2- If the day appointed for the sale arrives before the court rules its stay, the plaintiff may request the execution judge to stay on the condition that an official copy of the statement of claim notified is deposited in the execution file.
3- The judgments delivered according to Clauses (1) and (2) of this Article on the stay of the sale or the continuation therein may not be challenged.
4- A rei vindicatio action is not admissible unless a security deposit of (10,000) ten thousand dirhams is deposited upon its registration. It shall be returned upon acceptance and confiscated upon dismissal.
Article 303
1- If the rei vindicatio action deals only with a part of the seized real estates, the sale of the remaining parts shall not be stayed.
2- Without prejudice to the provision of Clause (1) of this Article, the execution judge may, upon the request of the concerned party, order the stay of the sale in respect of all the properties on basis of serious grounds.
Article 304
If the sale has been considered payable, the successful bidder may claim the price, compensations from the creditors and the debtors if grounded, and the sale terms may not provide for the exemption from refunding the price.
Article 305
Neither the debtor nor the judges nor the public prosecution nor the executors nor the clerks of the court nor the attorneys at law who initiate the procedures on behalf of the debtor or their relatives up to the second degree may participate in the auction, in person or by employing others, otherwise the sale shall be deemed null.
Chapter 7
Certain Special Sales
Article 306
1- A bankrupt property shall be sold in accordance with the Bankruptcy Law and by way of auction and shall be conducted according to the sale terms provided by the bankruptcy trustee.
2- The real estate of the incapacitated person, which sale is permitted and that of the absentee, shall be sold by auction and under the sale terms submitted provided by their respective attorneys to the execution judge, after his approval thereof.

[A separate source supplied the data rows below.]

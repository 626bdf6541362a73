use crate::color::Component;
use crate::math::{lerp, lerp_hue};
use crate::models::{Glhs, Hcy};

/// Pick the hues to interpolate between. An achromatic endpoint has no
/// meaningful hue, so it borrows the hue of the other endpoint.
fn hue_endpoints(
    (hue, chroma): (Component, Component),
    (other_hue, other_chroma): (Component, Component),
) -> (Component, Component) {
    match (chroma == 0.0, other_chroma == 0.0) {
        (true, false) => (other_hue, other_hue),
        (false, true) => (hue, hue),
        _ => (hue, other_hue),
    }
}

impl Glhs {
    /// Linearly interpolate from this color to another using `t` as the
    /// progress between them. Hue moves along the shorter arc. Both colors
    /// must use the same weight scheme.
    pub fn interpolate(&self, other: &Self, t: Component) -> Self {
        let (from, to) =
            hue_endpoints((self.hue, self.saturation), (other.hue, other.saturation));

        Glhs::new(
            lerp(self.lightness, other.lightness, t),
            lerp_hue(from, to, t),
            lerp(self.saturation, other.saturation, t),
        )
    }
}

impl Hcy {
    /// Linearly interpolate from this color to another using `t` as the
    /// progress between them. Hue moves along the shorter arc.
    pub fn interpolate(&self, other: &Self, t: Component) -> Self {
        let (from, to) = hue_endpoints((self.hue, self.chroma), (other.hue, other.chroma));

        Hcy::new(
            lerp_hue(from, to, t),
            lerp(self.chroma, other.chroma, t),
            lerp(self.luma, other.luma, t),
        )
    }
}

#[cfg(test)]
mod tests {
    use super::*;
    use crate::models::Rgb;
    use crate::test::assert_component_eq;
    use crate::weights::{RgbWeights, SortedWeights};

    #[test]
    fn basic() {
        let left = Glhs::new(0.2, 0.1, 0.4);
        let right = Glhs::new(0.6, 0.3, 0.8);
        let mixed = left.interpolate(&right, 0.5);
        assert_component_eq!(mixed.lightness, 0.4);
        assert_component_eq!(mixed.hue, 0.2);
        assert_component_eq!(mixed.saturation, 0.6);
    }

    #[test]
    fn hue_crosses_red() {
        let magenta_red = Rgb::new(1.0, 0.0, 0.5).to_glhs(SortedWeights::HSV);
        let orange = Rgb::new(1.0, 0.5, 0.0).to_glhs(SortedWeights::HSV);

        let mixed = magenta_red.interpolate(&orange, 0.25);
        assert_component_eq!(mixed.hue, 23.0 / 24.0);
        let rgb = mixed.to_rgb(SortedWeights::HSV);
        assert_component_eq!(rgb.red, 1.0);
        assert_component_eq!(rgb.green, 0.0);
        assert_component_eq!(rgb.blue, 0.25);

        let mixed = magenta_red.interpolate(&orange, 0.75);
        assert_component_eq!(mixed.hue, 1.0 / 24.0);
        let rgb = mixed.to_rgb(SortedWeights::HSV);
        assert_component_eq!(rgb.red, 1.0);
        assert_component_eq!(rgb.green, 0.25);
        assert_component_eq!(rgb.blue, 0.0);
    }

    #[test]
    fn grey_takes_hue_of_other_endpoint() {
        let weights = RgbWeights::REC709;
        let grey = Rgb::new(0.5, 0.5, 0.5).to_hcy(weights);
        let green = Rgb::new(0.0, 1.0, 0.0).to_hcy(weights);

        let mixed = grey.interpolate(&green, 0.25);
        assert_component_eq!(mixed.hue, green.hue);
        assert_component_eq!(mixed.chroma, 0.25);

        let mixed = green.interpolate(&grey, 0.75);
        assert_component_eq!(mixed.hue, green.hue);
    }

    #[test]
    fn endpoints() {
        let a = Hcy::new(0.9, 0.5, 0.2);
        let b = Hcy::new(0.3, 0.1, 0.7);
        let start = a.interpolate(&b, 0.0);
        assert_component_eq!(start.hue, a.hue);
        assert_component_eq!(start.chroma, a.chroma);
        assert_component_eq!(start.luma, a.luma);
        let end = a.interpolate(&b, 1.0);
        assert_component_eq!(end.hue, b.hue);
        assert_component_eq!(end.chroma, b.chroma);
        assert_component_eq!(end.luma, b.luma);
    }
}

3- The sale terms shall include the sale permission issued by the competent court.
4- The case management office of the court shall notify the public prosecution of the sale terms, before presenting them to the execution judge.
Article 307
1- If the cCourt has decided the sale of the real estate jointly owned for the impossibility of the division without harm, the execution judge shall carry out its sale by auction, at any of the joint owners' request, without prejudice to the provisions of Article (291) of this Law.
2- The sale terms shall state all the joint owners and respective domicile, accompanied by a copy of the sale judgment.
Article 308
The rules related to the procedures of the real estate sale, at the creditors' request, and stipulated in this Law shall be applied on the sales mentioned in Articles (306) and (307) hereof.
Article 309
Subject to the provisions of this chapter, the execution judge may assign any private or public physical or juristic person to take the procedures for the seizure or sale of the seizures, whether in whole or in part. or to assist therein, in accordance with the rules and procedures issued by a decision of the Minister of Justice or the president of the competent judicial authority - each within his competencies - provided that these rules determine the mechanism of their work and the calculation of their fees.
Title 3
Allocation of the Execution Proceeds
Article 310
1- Upon the seizure of the money with the debtor, or the completion of the sale of the seized fund, or the lapse of (10) ten days form the date of filing the statement on the properties held thereby - the seizure of property that the debtor has in the hands third parties, the execution proceeds shall be distributed on the judgment creditors and those who are considered parties to the procedures without any other procedure, even if the proceeds are not sufficient to settle their entire rights.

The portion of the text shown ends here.